William winkte und schlenderte die Straße hinauf zu seinem Hof.

Raven kehrte in den Schuppen zurück, wo Edward gerade Werkzeuge sortierte. Frustriert trat er gegen die Wand.

»Gibt es ein Problem, Ed?«

Er schaute über seine Schulter. »Ahhh, es fehlt nur eine Mähmaschine.«

»Wir haben doch noch andere, oder?« Sie zeigte auf eine Reihe von Erntemaschinen.

Edward nickte, abgelenkt und wühlte immer noch herum. »Ja, aber wir brauchen jede einzelne davon. Dein Großvater will, dass alle Werkzeuge geordnet und im Schuppen aufbewahrt werden. Wir bekommen Ärger, wenn sie nicht alle hier drin sind, solange sie nicht benutzt werden.« Er nahm seinen Hut ab und hielt ihn an seine Brust, die andere Hand auf seine Hüfte. »Sie wird schon auftauchen. Das machen sie immer. Vielleicht kannst du ein oder zwei Zaubersprüche lernen, die uns helfen, sie wiederzufinden, hm? Was hältst du davon?« Er lächelte und entblößte dabei eine breite Lücke zwischen seinen beiden Vorderzähnen. »Hey, was ist mit deiner Schulter passiert?«

»Schon wieder Elfen im Ziegenstall.«

»Diese verdammten Viecher. Nervige kleine Scheißer. Sieht der andere Typ wenigstens schlimmer aus als du?« Er lächelte wieder zahnlos.

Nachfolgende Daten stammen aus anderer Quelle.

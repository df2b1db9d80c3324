//! Error types for the trade engine
//!
//! This module defines every error that can surface from the engine's public
//! operations. Nothing else crosses the boundary: faults inside an exchange
//! are caught and reported as a rollback.
//!
//! # Error Categories
//!
//! - **Validation**: preconditions that failed before anything was mutated,
//!   reported as a list so every issue shows at once
//! - **Execution**: failures in the middle of an exchange; both inventories
//!   were restored from their snapshots
//! - **Configuration**: the location is missing required setup
//! - **Ownership**: failures of the ownership transfer protocol
//! - **Persistence**: ledger and repository failures

use super::location::{LocationId, PartyId};
use super::trade::TradeState;
use thiserror::Error;

/// Why an exchange was rolled back
#[derive(Debug, Clone, PartialEq, Eq, Error)]
pub enum RollbackReason {
    /// The party no longer held the payment
    #[error("Failed to take payment from buyer")]
    PaymentUnavailable,

    /// The container did not hold the offered quantity
    #[error("Shop out of stock")]
    OutOfStock,

    /// The container could not take the payment
    #[error("Shop inventory full - cannot accept payment")]
    StorageFull,

    /// The party's inventory disappeared mid-exchange
    #[error("Buyer inventory unavailable")]
    PartyGone,

    /// The location's container disappeared mid-exchange
    #[error("Shop container unavailable")]
    ContainerGone,

    /// Unexpected fault while mutating inventories
    #[error("Unexpected fault: {0}")]
    Fault(String),
}

/// Illegal operations on a trade session's state machine
#[derive(Debug, Clone, PartialEq, Eq, Error)]
pub enum SessionError {
    /// The session already reached a terminal state
    #[error("Trade session is already {state}")]
    Terminal { state: TradeState },

    /// The requested transition is not part of the state machine
    #[error("Cannot move trade session from {from} to {to}")]
    IllegalTransition { from: TradeState, to: TradeState },

    /// Terms were already set and are immutable
    #[error("Trade terms are already set")]
    TermsAlreadySet,
}

/// Failure arm of every trade entry point
#[derive(Debug, Clone, PartialEq, Eq, Error)]
pub enum TradeError {
    #[error("Trade session not found")]
    SessionNotFound,

    #[error("Trade session expired")]
    SessionExpired,

    #[error("Trade session is no longer active")]
    SessionInactive,

    #[error("Cannot trade with own shop")]
    SelfTrade,

    #[error("Party {party} is not online")]
    PartyOffline { party: PartyId },

    #[error("Shop #{location} not found")]
    LocationNotFound { location: LocationId },

    /// One or more preconditions failed; nothing was mutated
    #[error("Validation failed: {}", .0.join(", "))]
    Validation(Vec<String>),

    /// The location is missing required setup
    #[error("Shop not configured: {0}")]
    Configuration(String),

    /// The exchange failed part-way and both inventories were restored
    #[error("Trade failed and rolled back: {reason}")]
    RolledBack { reason: RollbackReason },

    #[error("Trade too soon")]
    Debounced,

    #[error("Auto-exchange disabled")]
    AutoExchangeDisabled,

    #[error("Must use an exact multiple of {base}")]
    NotExactMultiple { base: u32 },

    #[error("Payment not accepted")]
    PaymentRejected,

    #[error("Insufficient payment")]
    InsufficientPayment,

    #[error("Item mismatch")]
    ItemMismatch,

    #[error(transparent)]
    Session(#[from] SessionError),

    #[error("Internal error: {0}")]
    Dispatch(#[from] DispatchError),
}

impl TradeError {
    /// Create a RolledBack error
    pub fn rolled_back(reason: RollbackReason) -> Self {
        TradeError::RolledBack { reason }
    }

    /// Create a LocationNotFound error
    pub fn location_not_found(location: LocationId) -> Self {
        TradeError::LocationNotFound { location }
    }

    /// Create a Configuration error
    pub fn configuration(message: &str) -> Self {
        TradeError::Configuration(message.to_string())
    }

    /// Create a NotExactMultiple error
    pub fn not_exact_multiple(base: u32) -> Self {
        TradeError::NotExactMultiple { base }
    }
}

/// Failures of the main-thread task dispatcher
#[derive(Debug, Clone, PartialEq, Eq, Error)]
pub enum DispatchError {
    /// The main thread stopped accepting tasks
    #[error("main thread is not running")]
    Closed,

    /// The task was dropped before it produced a result
    #[error("main-thread task aborted before completing")]
    Aborted,

    /// The main thread could not be started
    #[error("failed to start main thread: {0}")]
    Spawn(String),
}

/// Failures of the durable ledger
#[derive(Debug, Clone, PartialEq, Eq, Error)]
pub enum LedgerError {
    #[error("ledger unavailable: {0}")]
    Unavailable(String),

    #[error("ledger write failed: {0}")]
    Write(String),
}

impl From<csv::Error> for LedgerError {
    fn from(error: csv::Error) -> Self {
        LedgerError::Write(error.to_string())
    }
}

impl From<std::io::Error> for LedgerError {
    fn from(error: std::io::Error) -> Self {
        LedgerError::Write(error.to_string())
    }
}

/// Failures of the location repository or its live cache
#[derive(Debug, Clone, PartialEq, Eq, Error)]
pub enum RepositoryError {
    #[error("repository error: {0}")]
    Backend(String),

    #[error("Shop #{location} not found")]
    Missing { location: LocationId },
}

/// Failures of the ownership transfer protocol
#[derive(Debug, Clone, PartialEq, Eq, Error)]
pub enum OwnershipError {
    #[error("No permission to change ownership")]
    PermissionDenied,

    #[error("Shop #{location} not found")]
    LocationNotFound { location: LocationId },

    #[error("New owner is the same as current owner")]
    SameOwner,

    #[error("Database save failed: {0}")]
    Persistence(#[from] RepositoryError),

    /// The live cache could not be reloaded after the write
    #[error(
        "Cache reload failed - {}",
        .rolled_back.then_some("rolled back").unwrap_or("rollback also failed")
    )]
    ReloadFailed { rolled_back: bool },
}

Raven seufzte. »Nun, er sah hungrig aus. Ich habe die Ziege in Sicherheit gebracht.«

»Gut gemacht. Wenn ich jetzt nur noch die Mähmaschine finden könnte.« Er schlenderte vor sich hinmurmelnd zum hinteren Teil der großen Scheune und hatte schon etwas anderes im Kopf.

Raven ging zur größeren Scheune, um zu sehen, ob sie beim Füttern der Ziegen helfen konnte, während sie sich immer noch über den Verbleib von Isaac Irving wunderte. Mit ihrem freien Arm packte sie eine Handvoll des verarbeiteten Weiderichs und warf es den kleinen Ziegen zu, die sich darauf stürzten, um es zu fressen. Der Restschmerz in ihrer anderen Schulter ließ sie scharf einatmen, aber sie ging weiter und lächelte die Ziegen an.

Sie schaute wieder zur Mauer und war in Gedanken versunken. Wenn ich doch nur den Hof da draußen sehen könnte … und William dazu bringen könnte, mit mir zu gehen.